If I understood it correctly, deepfakes are relatively easy to detect by software if you know what you’re looking for. I can imagine video conferencing software can implement this, and display a warning in similar ways that phishing emails are currently handled.


Deepfakes are implemented with Generative Adverserial Networks (GANs), where one component is a discriminative network that is already trying to distinguish real from fake, to provide feedback to the generation.

So I think any detection algorithms would get into a never-ending arms race.


None of the popular distributions use GANs, except that GANs have been used in experimental (later abandoned) modules. Unfortunately the Deepfake/GAN fallacy has been stuck in the Wikipedia entry for years.


The discriminative networks aren't very good at discriminating. I remember hearing people in the field saying they deliberately used under-powered discriminators because they got better generators that way. Was a year or two ago though so who knows if that's still true.


Spotting it in a static photo may be harder, but the artifacts will be really obvious in a video until the technology progresses considerably


Voight-Kampff test


I seriously wonder how this will affect online dating. Not that I've dated in quite a few years, but even if I wanted to, I wouldn't go back because last time I did, the proliferation of obnoxious Instagram filters and photoshopping made the experience unenjoyable. Fake people aren't appealing. I would bet that the ease at which the average person can deep fake will only make matters much worse. There will always be a demand for Tinder, Match, Bumble, etc., but they will be strictly used for hookups.(I know some will say that's what they are already for, but people are always making that argument for every dating app, thus I can't take that opinion very seriously) Actual dating will have to either go back into being more in-person or require a third-party to handle photography.

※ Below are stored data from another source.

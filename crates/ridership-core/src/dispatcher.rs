//! Hover dispatcher
//!
//! Turns chart hover events into a selected index, projects the insight
//! snapshot for it, and pushes the figures into the five insight cards:
//! values through the animation controller, change labels immediately.

use std::collections::HashMap;
use tracing::debug;

use crate::analytics::{change_label, ChangeResult, Direction, InsightProjector, InsightSnapshot};
use crate::animation::{AnimationController, AnimationState, Clock};
use crate::context::DashboardContext;
use crate::models::Mode;

/// One insight card on the dashboard
#[derive(Debug, Clone, Copy, PartialEq, Eq, Hash, PartialOrd, Ord)]
pub enum Card {
    Total,
    Mode(Mode),
}

impl Card {
    /// Cards in display order
    pub const ALL: [Card; 5] = [
        Card::Total,
        Card::Mode(Mode::Bus),
        Card::Mode(Mode::Metro),
        Card::Mode(Mode::Minibus),
        Card::Mode(Mode::Cable),
    ];

    pub fn title(&self) -> &'static str {
        match self {
            Card::Total => "TOTAL PASSENGERS",
            Card::Mode(mode) => mode.label(),
        }
    }
}

/// Label text colour on the gradient total card
const TOTAL_LABEL_RGB: (u8, u8, u8) = (0xe6, 0xe6, 0xe6);

/// Change line under a card value
#[derive(Debug, Clone, PartialEq, Eq)]
pub struct ChangeLabel {
    pub text: String,
    pub rgb: (u8, u8, u8),
    pub direction: Option<Direction>,
}

impl ChangeLabel {
    pub fn for_card(card: Card, change: Option<&ChangeResult>) -> Self {
        let direction = change.map(|c| c.direction);
        let rgb = match (card, direction) {
            (Card::Total, _) => TOTAL_LABEL_RGB,
            (Card::Mode(_), Some(direction)) => direction.rgb(),
            (Card::Mode(_), None) => Direction::Flat.rgb(),
        };

        Self {
            text: change_label(change),
            rgb,
            direction,
        }
    }
}

/// Everything the presentation needs to draw one card
#[derive(Debug, Clone, PartialEq, Eq)]
pub struct CardView<'a> {
    pub card: Card,
    pub value: i64,
    pub label: &'a ChangeLabel,
    /// Holiday badge, only ever set on the total card
    pub holiday: bool,
}

/// An element under the pointer, as reported by the chart
#[derive(Debug, Clone, Copy, PartialEq, Eq)]
pub struct ActiveElement {
    pub dataset_index: usize,
    pub index: usize,
}

/// Pointer-hover event from the chart
#[derive(Debug, Clone, Default, PartialEq, Eq)]
pub struct HoverEvent {
    pub active: Vec<ActiveElement>,
}

impl HoverEvent {
    /// Hover over category `index` on every dataset
    pub fn at_index(index: usize) -> Self {
        Self {
            active: Mode::ALL
                .iter()
                .enumerate()
                .map(|(dataset_index, _)| ActiveElement {
                    dataset_index,
                    index,
                })
                .collect(),
        }
    }
}

/// Keeps the insight cards in sync with the hovered index
#[derive(Debug)]
pub struct HoverDispatcher<C> {
    ctx: DashboardContext,
    animation: AnimationController<Card, C>,
    labels: HashMap<Card, ChangeLabel>,
    selected: Option<usize>,
    snapshot: Option<InsightSnapshot>,
}

impl<C: Clock> HoverDispatcher<C> {
    /// Build the dispatcher and select the most recent day
    ///
    /// Cards start out showing the latest figures, as the page is first
    /// rendered with them.
    pub fn new(ctx: DashboardContext, clock: C) -> Self {
        let animation =
            AnimationController::with_duration(clock, ctx.settings().animation_duration);
        let labels = Card::ALL
            .iter()
            .map(|card| (*card, ChangeLabel::for_card(*card, None)))
            .collect();

        let mut dispatcher = Self {
            ctx,
            animation,
            labels,
            selected: None,
            snapshot: None,
        };

        if let Some(last) = dispatcher.ctx.store().last_index() {
            if let Some(latest) = dispatcher.projector().project(last) {
                for card in Card::ALL {
                    dispatcher
                        .animation
                        .set_displayed(card, card_value(&latest, card));
                }
            }
            dispatcher.select(last);
        }

        dispatcher
    }

    fn projector(&self) -> InsightProjector<'_> {
        InsightProjector::new(self.ctx.store(), self.ctx.calendar())
    }

    /// Handle a hover event; returns true if the cards were updated
    pub fn on_hover(&mut self, event: &HoverEvent) -> bool {
        match event.active.first() {
            Some(element) => self.select(element.index),
            None => false,
        }
    }

    /// Select `index`; out-of-range indices are ignored
    pub fn select(&mut self, index: usize) -> bool {
        let Some(snapshot) = self.projector().project(index) else {
            debug!(index, len = self.ctx.store().len(), "Hover index out of range, ignored");
            return false;
        };

        for card in Card::ALL {
            self.animation
                .animate_to(card, card_value(&snapshot, card));
            let change = card_change(&snapshot, card);
            self.labels
                .insert(card, ChangeLabel::for_card(card, change.as_ref()));
        }

        debug!(index, date = %snapshot.date, total = snapshot.total_current, "Insights updated");
        self.selected = Some(index);
        self.snapshot = Some(snapshot);
        true
    }

    /// Move the selection by `delta`, clamped to the series
    pub fn step(&mut self, delta: isize) -> bool {
        let Some(last) = self.ctx.store().last_index() else {
            return false;
        };
        let current = self.selected.unwrap_or(last) as isize;
        let target = (current + delta).clamp(0, last as isize) as usize;
        if Some(target) == self.selected {
            return false;
        }
        self.select(target)
    }

    /// Advance card animations; true while another frame is needed
    pub fn tick(&mut self) -> bool {
        self.animation.tick()
    }

    pub fn is_animating(&self) -> bool {
        self.animation.is_animating()
    }

    /// Value currently shown on `card`
    pub fn displayed(&self, card: Card) -> i64 {
        self.animation.displayed(card)
    }

    pub fn state(&self, card: Card) -> AnimationState {
        self.animation.state(card)
    }

    pub fn label(&self, card: Card) -> Option<&ChangeLabel> {
        self.labels.get(&card)
    }

    /// Current value, label and badge of `card`
    pub fn card(&self, card: Card) -> Option<CardView<'_>> {
        let label = self.labels.get(&card)?;
        let holiday = card == Card::Total && self.snapshot.as_ref().is_some_and(|s| s.is_holiday);
        Some(CardView {
            card,
            value: self.displayed(card),
            label,
            holiday,
        })
    }

    pub fn selected(&self) -> Option<usize> {
        self.selected
    }

    pub fn snapshot(&self) -> Option<&InsightSnapshot> {
        self.snapshot.as_ref()
    }

    pub fn context(&self) -> &DashboardContext {
        &self.ctx
    }
}

fn card_value(snapshot: &InsightSnapshot, card: Card) -> i64 {
    let value = match card {
        Card::Total => snapshot.total_current,
        Card::Mode(mode) => snapshot.mode(mode).current,
    };
    i64::try_from(value).unwrap_or(i64::MAX)
}

fn card_change(snapshot: &InsightSnapshot, card: Card) -> Option<ChangeResult> {
    match card {
        Card::Total => snapshot.total_change,
        Card::Mode(mode) => snapshot.mode(mode).change,
    }
}

#[cfg(test)]
mod tests {
    use super::*;
    use crate::animation::{interpolate, ManualClock};
    use crate::models::{DailyRecord, DateKey};
    use crate::store::TimeSeriesStore;
    use std::rc::Rc;
    use std::time::Duration;

    fn ctx(records: &[(&str, u64)]) -> DashboardContext {
        DashboardContext::with_defaults(TimeSeriesStore::build(
            records
                .iter()
                .map(|(date, bus)| DailyRecord::new(DateKey::parse(date).unwrap(), *bus, 0, 0, 0))
                .collect(),
        ))
    }

    fn dispatcher(records: &[(&str, u64)]) -> (Rc<ManualClock>, HoverDispatcher<Rc<ManualClock>>) {
        let clock = Rc::new(ManualClock::new());
        let dispatcher = HoverDispatcher::new(ctx(records), Rc::clone(&clock));
        (clock, dispatcher)
    }

    #[test]
    fn test_initial_selection_is_last_index() {
        let (_clock, dispatcher) = dispatcher(&[("02.06.2026", 150), ("01.06.2026", 100)]);
        assert_eq!(dispatcher.selected(), Some(1));
        assert_eq!(dispatcher.displayed(Card::Mode(Mode::Bus)), 150);

        let label = dispatcher.label(Card::Mode(Mode::Bus)).unwrap();
        assert_eq!(label.text, "↑ 50.0% vs prev. day");
        assert_eq!(label.direction, Some(Direction::Up));
        assert_eq!(label.rgb, (0x10, 0xb9, 0x81));
    }

    #[test]
    fn test_hover_animates_to_new_values() {
        let (clock, mut dispatcher) = dispatcher(&[("01.06.2026", 100), ("02.06.2026", 150)]);

        assert!(dispatcher.on_hover(&HoverEvent::at_index(0)));
        assert_eq!(dispatcher.state(Card::Total), AnimationState::Animating);

        clock.advance(Duration::from_millis(500));
        assert!(!dispatcher.tick());
        assert_eq!(dispatcher.displayed(Card::Total), 100);
        assert_eq!(dispatcher.state(Card::Total), AnimationState::Idle);

        // First day: no comparison, placeholder label
        let label = dispatcher.label(Card::Total).unwrap();
        assert_eq!(label.text, "—");
        assert_eq!(label.direction, None);
    }

    #[test]
    fn test_out_of_range_hover_is_ignored() {
        let (_clock, mut dispatcher) = dispatcher(&[("01.06.2026", 100)]);
        assert!(!dispatcher.on_hover(&HoverEvent::at_index(5)));
        assert!(!dispatcher.on_hover(&HoverEvent::default()));
        assert_eq!(dispatcher.selected(), Some(0));
    }

    #[test]
    fn test_empty_store_has_no_selection() {
        let (_clock, mut dispatcher) = dispatcher(&[]);
        assert_eq!(dispatcher.selected(), None);
        assert!(dispatcher.snapshot().is_none());
        assert!(!dispatcher.on_hover(&HoverEvent::at_index(0)));
        assert!(!dispatcher.step(-1));
        assert_eq!(dispatcher.displayed(Card::Total), 0);
        assert_eq!(dispatcher.label(Card::Total).unwrap().text, "—");
    }

    #[test]
    fn test_mid_animation_hover_restarts_from_screen_value() {
        let (clock, mut dispatcher) =
            dispatcher(&[("01.06.2026", 0), ("02.06.2026", 1000), ("03.06.2026", 2000)]);

        dispatcher.select(0);
        clock.advance(Duration::from_millis(250));
        dispatcher.tick();
        let shown = dispatcher.displayed(Card::Total);
        assert_eq!(shown, 250);

        dispatcher.select(1);
        assert_eq!(dispatcher.displayed(Card::Total), 250);

        // Halfway through the new transition, measured from 250 not 2000
        clock.advance(Duration::from_millis(250));
        dispatcher.tick();
        assert_eq!(dispatcher.displayed(Card::Total), interpolate(250, 1000, 0.5));
        assert_eq!(dispatcher.displayed(Card::Total), 906);

        clock.advance(Duration::from_millis(250));
        dispatcher.tick();
        assert_eq!(dispatcher.displayed(Card::Total), 1000);
    }

    #[test]
    fn test_card_view_carries_holiday_badge() {
        // 26.05.2026 is a holiday
        let (_clock, mut dispatcher) = dispatcher(&[("25.05.2026", 10), ("26.05.2026", 20)]);
        let total = dispatcher.card(Card::Total).unwrap();
        assert!(total.holiday);
        assert_eq!(total.value, 20);
        assert!(!dispatcher.card(Card::Mode(Mode::Bus)).unwrap().holiday);

        dispatcher.select(0);
        assert!(!dispatcher.card(Card::Total).unwrap().holiday);
    }

    #[test]
    fn test_step_clamps() {
        let (_clock, mut dispatcher) =
            dispatcher(&[("01.06.2026", 1), ("02.06.2026", 2), ("03.06.2026", 3)]);
        assert!(!dispatcher.step(1));
        assert!(dispatcher.step(-5));
        assert_eq!(dispatcher.selected(), Some(0));
        assert!(dispatcher.step(1));
        assert_eq!(dispatcher.selected(), Some(1));
    }
}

Why do you think people would use fake pictures on mass. If they wanted to create a profile with pictures that aren't themselves then surely it's easier to just steal someone else's?


Because they already do, to some extent. Now this is my own experience and intuition, but I would say that at least 15% of people's photos on dating apps are doctored in some way. I know some might dispute this, but I've seen enough questionable artifacts in such photos that I believe quite a few of them are artificially flattering. This isn't even including those puppy-face photos. And yes, already there are people who outright steal other people's photos. I've been on many dates where the person looked nothing like the photos.

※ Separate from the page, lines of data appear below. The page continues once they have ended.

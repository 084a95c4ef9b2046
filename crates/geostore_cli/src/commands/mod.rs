//! CLI command implementations.

pub mod clean;
pub mod inspect;
pub mod load;
pub mod lookup;
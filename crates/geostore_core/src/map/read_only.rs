//! Immutable view over a map.

use super::DataMap;
use crate::error::{CoreError, CoreResult};
use std::marker::PhantomData;

/// Wraps a populated map for the read phase of an import.
///
/// Reads are forwarded; `put`, `put_all` and `delete` fail with
/// [`CoreError::Unsupported`].
#[derive(Debug)]
pub struct ReadOnlyDataMap<V, M> {
    inner: M,
    _value: PhantomData<fn() -> V>,
}

impl<V, M: DataMap<V>> ReadOnlyDataMap<V, M> {
    /// Freezes `inner`.
    #[must_use]
    pub fn new(inner: M) -> Self {
        Self {
            inner,
            _value: PhantomData,
        }
    }

    /// Returns the wrapped map, making it writable again.
    pub fn into_inner(self) -> M {
        self.inner
    }
}

impl<V, M: DataMap<V>> DataMap<V> for ReadOnlyDataMap<V, M> {
    fn put(&mut self, _key: i64, _value: &V) -> CoreResult<()> {
        Err(CoreError::unsupported("put", "ReadOnlyDataMap"))
    }

    fn put_all(&mut self, _entries: &[(i64, V)]) -> CoreResult<()> {
        Err(CoreError::unsupported("put_all", "ReadOnlyDataMap"))
    }

    fn delete(&mut self, _key: i64) -> CoreResult<bool> {
        Err(CoreError::unsupported("delete", "ReadOnlyDataMap"))
    }

    fn get(&self, key: i64) -> CoreResult<Option<V>> {
        self.inner.get(key)
    }

    fn get_all(&self, keys: &[i64]) -> CoreResult<Vec<Option<V>>> {
        self.inner.get_all(keys)
    }

    fn contains_key(&self, key: i64) -> CoreResult<bool> {
        self.inner.contains_key(key)
    }

    fn len(&self) -> u64 {
        self.inner.len()
    }

    fn close(&self) -> CoreResult<()> {
        self.inner.close()
    }

    fn clean(&self) -> CoreResult<()> {
        self.inner.clean()
    }
}

#[cfg(test)]
mod tests {
    use super::*;
    use crate::list::DataList;
    use crate::map::DenseDataMap;
    use geostore_codec::LongDataType;
    use geostore_storage::Memory;

    #[test]
    fn reads_forward_and_writes_fail() {
        let list = DataList::fixed(Memory::on_heap(64).unwrap(), LongDataType).unwrap();
        let mut dense = DenseDataMap::new(list).unwrap();
        dense.put(3, &33).unwrap();

        let mut map = ReadOnlyDataMap::new(dense);
        assert_eq!(map.get(3).unwrap(), Some(33));
        assert_eq!(map.get_all(&[3, 9]).unwrap(), vec![Some(33), None]);
        assert_eq!(map.len(), 4);

        assert!(matches!(map.put(4, &44), Err(CoreError::Unsupported { operation: "put", .. })));
        assert!(map.put_all(&[(5, 55)]).is_err());
        assert!(map.delete(3).is_err());

        let mut dense = map.into_inner();
        dense.put(4, &44).unwrap();
        assert_eq!(dense.get(4).unwrap(), Some(44));
    }
}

There are a few problems with these kinds of fakery. If you are simply touching up photos to make them more flattering, that takes a lot of work that the average person doesn't want to do. There's AI that can make you look sexier, but said AI is often inconsistent, and isn't that good at arbitrarily modifying features. People who might want to use photos of people who aren't them may have a moral hangup from using someone else's likeness, and that prevents them from going ahead with it.

Deepfake technology solves both of those problems. You can use it to change your eyes, your hair, the shape of your face, consistently at every angle, and possibly I real time. More people would feel comfortable using a likeness that isn't theirs because they don't feel like they are stealing, especially if they have no intention of meeting people in real life.

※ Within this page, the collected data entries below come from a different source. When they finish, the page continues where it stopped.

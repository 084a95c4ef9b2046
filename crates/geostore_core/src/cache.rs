//! Batched ingestion into a shared map and reference resolution.

use crate::config::DEFAULT_BATCH_SIZE;
use crate::error::CoreResult;
use crate::map::DataMap;
use crate::stats::ImportStats;
use parking_lot::Mutex;
use tracing::{trace, warn};

/// Buffers entries and writes them to a shared map in batches.
///
/// Each producer thread owns a writer; the map behind the mutex is locked
/// once per batch instead of once per entry. Call [`BatchWriter::finish`] to
/// flush the remainder and observe errors. A writer dropped with buffered
/// entries flushes them on a best-effort basis and logs any failure.
///
/// # Example
///
/// ```
/// use geostore_codec::LongDataType;
/// use geostore_core::{BatchWriter, DataList, DataMap, DenseDataMap, ImportStats};
/// use geostore_storage::Memory;
/// use parking_lot::Mutex;
///
/// let list = DataList::fixed(Memory::on_heap(1024)?, LongDataType)?;
/// let map = Mutex::new(DenseDataMap::new(list)?);
/// let stats = ImportStats::new();
///
/// let mut writer = BatchWriter::new(&map, &stats);
/// writer.add(7, 70)?;
/// writer.finish()?;
///
/// assert_eq!(map.lock().get(7)?, Some(70));
/// # Ok::<(), geostore_core::CoreError>(())
/// ```
pub struct BatchWriter<'a, V, M: DataMap<V>> {
    map: &'a Mutex<M>,
    stats: &'a ImportStats,
    buffer: Vec<(i64, V)>,
    batch_size: usize,
}

impl<'a, V, M: DataMap<V>> BatchWriter<'a, V, M> {
    /// Creates a writer flushing every [`DEFAULT_BATCH_SIZE`] entries.
    pub fn new(map: &'a Mutex<M>, stats: &'a ImportStats) -> Self {
        Self::with_batch_size(map, stats, DEFAULT_BATCH_SIZE)
    }

    /// Creates a writer flushing every `batch_size` entries (at least one).
    pub fn with_batch_size(map: &'a Mutex<M>, stats: &'a ImportStats, batch_size: usize) -> Self {
        let batch_size = batch_size.max(1);
        Self {
            map,
            stats,
            buffer: Vec::with_capacity(batch_size),
            batch_size,
        }
    }

    /// Returns the number of buffered entries.
    #[must_use]
    pub fn pending(&self) -> usize {
        self.buffer.len()
    }

    /// Buffers an entry, flushing when the batch is full.
    ///
    /// # Errors
    ///
    /// Returns the error of the flush, if one happened and failed.
    pub fn add(&mut self, key: i64, value: V) -> CoreResult<()> {
        self.buffer.push((key, value));
        if self.buffer.len() >= self.batch_size {
            self.flush()?;
        }
        Ok(())
    }

    /// Writes the buffered entries to the map.
    ///
    /// The buffer is emptied even if the map rejects an entry.
    ///
    /// # Errors
    ///
    /// Returns the first error reported by the map.
    pub fn flush(&mut self) -> CoreResult<()> {
        if self.buffer.is_empty() {
            return Ok(());
        }
        let entries = self.buffer.len() as u64;
        let result = self.map.lock().put_all(&self.buffer);
        self.buffer.clear();
        match result {
            Ok(()) => {
                self.stats.record_batch(entries);
                trace!(entries, "flushed batch");
                Ok(())
            }
            Err(e) => {
                self.stats.record_error();
                Err(e)
            }
        }
    }

    /// Flushes the remaining entries and consumes the writer.
    ///
    /// # Errors
    ///
    /// Returns the error of the final flush.
    pub fn finish(mut self) -> CoreResult<()> {
        self.flush()
    }
}

impl<V, M: DataMap<V>> Drop for BatchWriter<'_, V, M> {
    fn drop(&mut self) {
        if self.buffer.is_empty() {
            return;
        }
        let pending = self.buffer.len();
        if let Err(e) = self.flush() {
            warn!(pending, error = %e, "failed to flush batch writer on drop");
        }
    }
}

/// Writes every entry into `map` through a [`BatchWriter`] and returns the
/// number of entries.
///
/// # Errors
///
/// Returns the first flush error; entries of earlier batches stay written.
pub fn import_entries<V, M, I>(
    map: &Mutex<M>,
    entries: I,
    batch_size: usize,
    stats: &ImportStats,
) -> CoreResult<u64>
where
    M: DataMap<V>,
    I: IntoIterator<Item = (i64, V)>,
{
    let mut writer = BatchWriter::with_batch_size(map, stats, batch_size);
    let mut count = 0;
    for (key, value) in entries {
        writer.add(key, value)?;
        count += 1;
    }
    writer.finish()?;
    Ok(count)
}

/// Resolves a list of references (for example the node ids of a way) to
/// their values, in order.
///
/// Returns `None` if any reference is missing from the map, since a partial
/// geometry is not usable.
///
/// # Errors
///
/// Returns a storage or codec error from the lookups.
pub fn resolve_references<V, M>(
    map: &M,
    references: &[i64],
    stats: &ImportStats,
) -> CoreResult<Option<Vec<V>>>
where
    M: DataMap<V> + ?Sized,
{
    let values = map.get_all(references)?;
    let missing = values.iter().filter(|v| v.is_none()).count() as u64;
    stats.record_references(values.len() as u64 - missing, missing);
    if missing > 0 {
        return Ok(None);
    }
    Ok(values.into_iter().collect())
}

I'm not saying that all or even most people would use this technology in dating, but it would require only an appreciable portion of an audience to be dishonest to cause many people to throw in the towel.

These are just my crazy theories, so maybe I'm way off base. Soon we will have deepfaking that is easy to use and requires minimal training, and I believe they will be used often and eventually be normalized in society.


> These are just my crazy theories, so maybe I'm way off base.

You absolutely are not. From my experience I'd say about 30%+ of the pictures that were posted to OkC 2+ years ago were doctored in some major way (I'm a straight man so this anecdotally only applies to women's pictures).

Using your "own" picture that's doctored is easier to justify for these folks vs. just using someone else's. Also, these people are still going on real-world dates, so if they look like an entirely different person they're taking on more risk vs. using weird Instagram filters.

> I'm not saying that all or even most people would use this technology in dating

I think most wouldn't employ this sort of deceit like you posit, as MOST of people I went on dates with were totally operating in good-faith.

BUT - there will be a huge chunk of people that are happy to do the mental gymnastics to justify posting a fake picture of themselves.. and those people are exhausting.

Protip: NEVER meet up at a bar initially because it's expensive when this happens (AND IT DOES!!!). ALWAYS do an informal coffee. It is easy to keep coffee to a 15-20 minute thing and not get on the hook for at-minimum 2x $15-20 drinks. If you chose a coffee place, do so an hour or so before lunch/dinner in walkable distance to a nice restaurant. This gives you both the opportunity to keep the date going if it's a positive experience =)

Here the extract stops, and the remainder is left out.